We evaluated our solvation-energy-prediction workflow against a dataset of 123 experimental Kp,uu values and DFT-computed solvation energies reported by Schrödinger. The solvation energies predicted by our AIMNet2/CPCM-X(water)/Starling workflow were in good agreement with the solvation energies computed at the M06-2X/LACVP**/PBF(water) // B3LYP/LACVP* level of theory. (We also note that our method does not employ any experimentally measured data, unlike the method of Lawrenz and co-workers.)
To compare the ability of both solvation-energy schemes to predict experimental Kp,uu data, log-transformed Kp,uu values were binarized at 0.3 to define a ``brain-penetrant" class (following Lawrenz and co-workers) and logistic-regression models were trained using both energy values. The model based on the Lawrenz solvation-energy workflow achieved an AUC=0.91 and 85% accuracy at a 0.5 decision threshold, while the Starling-based model yielded AUC=0.85 and 75% accuracy (mainly due to an increased number of false positives). Thus, while the high-level DFT solvation energies do yield improved categorization accuracy, AIMNet2/CPCM-X(water)/Starling-computed solvation energies remain highly predictive of experimental Kp,uu.
Figure 12: Comparison of DFT-based solvation energies from Lawrenz and coworkers and AIMNet2/CPCM-X(water)/Starling-computed solvation energies.
Figure 13: ROC/AUC analysis of employing AIMNet2/CPCM-X(water)/Starling-predicted energy of solvation to predict Kp,uu at a threshold of 0.3.
We present Starling, a lightweight, physics-informed neural network for macroscopic pKa prediction.
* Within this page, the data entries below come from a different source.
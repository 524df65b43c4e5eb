//! Layered view of the unspent transaction output set.
//!
//! A [`CoinView`] answers "which outputs of these transactions are unspent at the tip"
//! and moves the tip forward (`save_changes`) or back (`rewind`) one block at a time.
//! [`DurableCoinView`] persists to a [`KeyValueStore`](stakd_storage::KeyValueStore);
//! [`CachedCoinView`] decorates any view with a write-back cache. [`CoinViewStack`]
//! walks a chain of decorators to find a particular layer.

use std::any::Any;
use std::fmt;
use std::sync::Arc;

use stakd_consensus::Hash256;
use stakd_primitives::encoding::DecodeError;
use stakd_storage::StoreError;

pub mod cache;
pub mod durable;
pub mod stack;
pub mod unspent;

pub use cache::{CacheConfig, CacheStats, CachedCoinView};
pub use durable::DurableCoinView;
pub use stack::CoinViewStack;
pub use unspent::{RewindData, UnspentOutputs};

#[derive(Debug)]
pub enum CoinViewError {
    /// A save named an old tip that is not the view's current tip.
    TipMismatch { expected: Hash256, found: Hash256 },
    Store(StoreError),
    Decode(DecodeError),
    SideStore(String),
    Poisoned(&'static str),
}

impl fmt::Display for CoinViewError {
    fn fmt(&self, f: &mut fmt::Formatter<'_>) -> fmt::Result {
        match self {
            CoinViewError::TipMismatch { expected, found } => write!(
                f,
                "coin view tip mismatch: current {}, save expected {}",
                stakd_consensus::params::hash256_to_hex(found),
                stakd_consensus::params::hash256_to_hex(expected),
            ),
            CoinViewError::Store(err) => write!(f, "coin store: {err}"),
            CoinViewError::Decode(err) => write!(f, "coin record decode: {err}"),
            CoinViewError::SideStore(message) => write!(f, "side store flush: {message}"),
            CoinViewError::Poisoned(what) => write!(f, "{what} lock poisoned"),
        }
    }
}

impl std::error::Error for CoinViewError {}

impl From<StoreError> for CoinViewError {
    fn from(err: StoreError) -> Self {
        CoinViewError::Store(err)
    }
}

impl From<DecodeError> for CoinViewError {
    fn from(err: DecodeError) -> Self {
        CoinViewError::Decode(err)
    }
}

#[derive(Clone, Debug, PartialEq, Eq)]
pub struct FetchCoinsResult {
    pub tip: Hash256,
    /// One slot per requested txid, in request order.
    pub unspent: Vec<Option<UnspentOutputs>>,
}

/// The post-block state of one touched transaction record.
#[derive(Clone, Debug, PartialEq, Eq)]
pub struct CoinChange {
    pub unspent: UnspentOutputs,
    /// The record before the block was applied; `None` if the block created it.
    pub original: Option<UnspentOutputs>,
}

impl CoinChange {
    pub fn txid(&self) -> &Hash256 {
        &self.unspent.txid
    }
}

/// Accumulated writes handed from an upper layer to the one below it.
#[derive(Clone, Debug, Default)]
pub struct FlushBatch {
    pub old_tip: Hash256,
    pub new_tip: Hash256,
    /// Records to store; fully spent ones are deleted instead.
    pub upserts: Vec<UnspentOutputs>,
    pub removals: Vec<Hash256>,
    /// Undo entries in application order.
    pub rewinds: Vec<RewindData>,
}

/// State flushed together with, and immediately before, the coin cache.
pub trait SideStore: Send + Sync {
    fn flush(&self) -> Result<(), CoinViewError>;
}

pub trait CoinView: Send + Sync {
    fn tip_hash(&self) -> Result<Hash256, CoinViewError>;

    fn fetch_coins(&self, txids: &[Hash256]) -> Result<FetchCoinsResult, CoinViewError>;

    /// Applies one block's changes and records its undo entry. Fails with
    /// [`CoinViewError::TipMismatch`] and no state change unless `old_tip` is the
    /// current tip.
    fn save_changes(
        &self,
        changes: Vec<CoinChange>,
        old_tip: Hash256,
        new_tip: Hash256,
    ) -> Result<(), CoinViewError>;

    /// Writes a batch accumulated by an upper layer, undo entries included.
    fn apply_flush(&self, batch: FlushBatch) -> Result<(), CoinViewError>;

    /// Undoes the most recent block and returns the new tip.
    fn rewind(&self) -> Result<Hash256, CoinViewError>;

    /// The decorated view, if this layer wraps one.
    fn inner(&self) -> Option<Arc<dyn CoinView>> {
        None
    }

    fn into_any(self: Arc<Self>) -> Arc<dyn Any + Send + Sync>;
}

/// Builds the undo entry for one block from its changes' pre-block state.
pub fn rewind_from_changes(changes: &[CoinChange], previous_tip: Hash256) -> RewindData {
    let mut rewind = RewindData::new(previous_tip);
    for change in changes {
        match &change.original {
            Some(original) => rewind.outputs_to_restore.push(original.clone()),
            None => rewind.txids_to_remove.push(*change.txid()),
        }
    }
    rewind
}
Starling explicitly resolves microstate ensembles and their populations, enabling the prediction of derived properties including logD, isoelectric point, and neutralization free energy—all from a single forward pass. Furthermore, the underlying free-energy-prediction scheme employed by the Uni-pKa architecture make Starling robust to failure modes common to other pKa-prediction methods. We expect Starling to be capable of generating immediate practical insights in medicinal chemistry, from estimating logD/pH profiles to guiding the development of CNS-active therapeutics through rapid blood–brain-barrier predictions.
Nevertheless, considerable theoretical improvements to Starling are possible. Because the Uni-pKa architecture explicitly resolves the microstate ensemble, it can naturally accommodate new multiobjective training targets: tautomer equilibrium data, experimental isoelectric points, experimental logD measurements, and more. This flexibility could allow similar microstate-scoring architectures to incorporate larger and more diverse datasets. We anticipate that further efforts in this area can address the limitations of Starling and reach unprecedented levels of accuracy for physicochemical property-prediction tasks.
C.C.W. thanks Ari Wagen, Jonathon Vandezande, Elias Mann, and Spencer Schneider for editing drafts of this manuscript. C.C.W also thanks Jonathan Zheng for helpful discussions.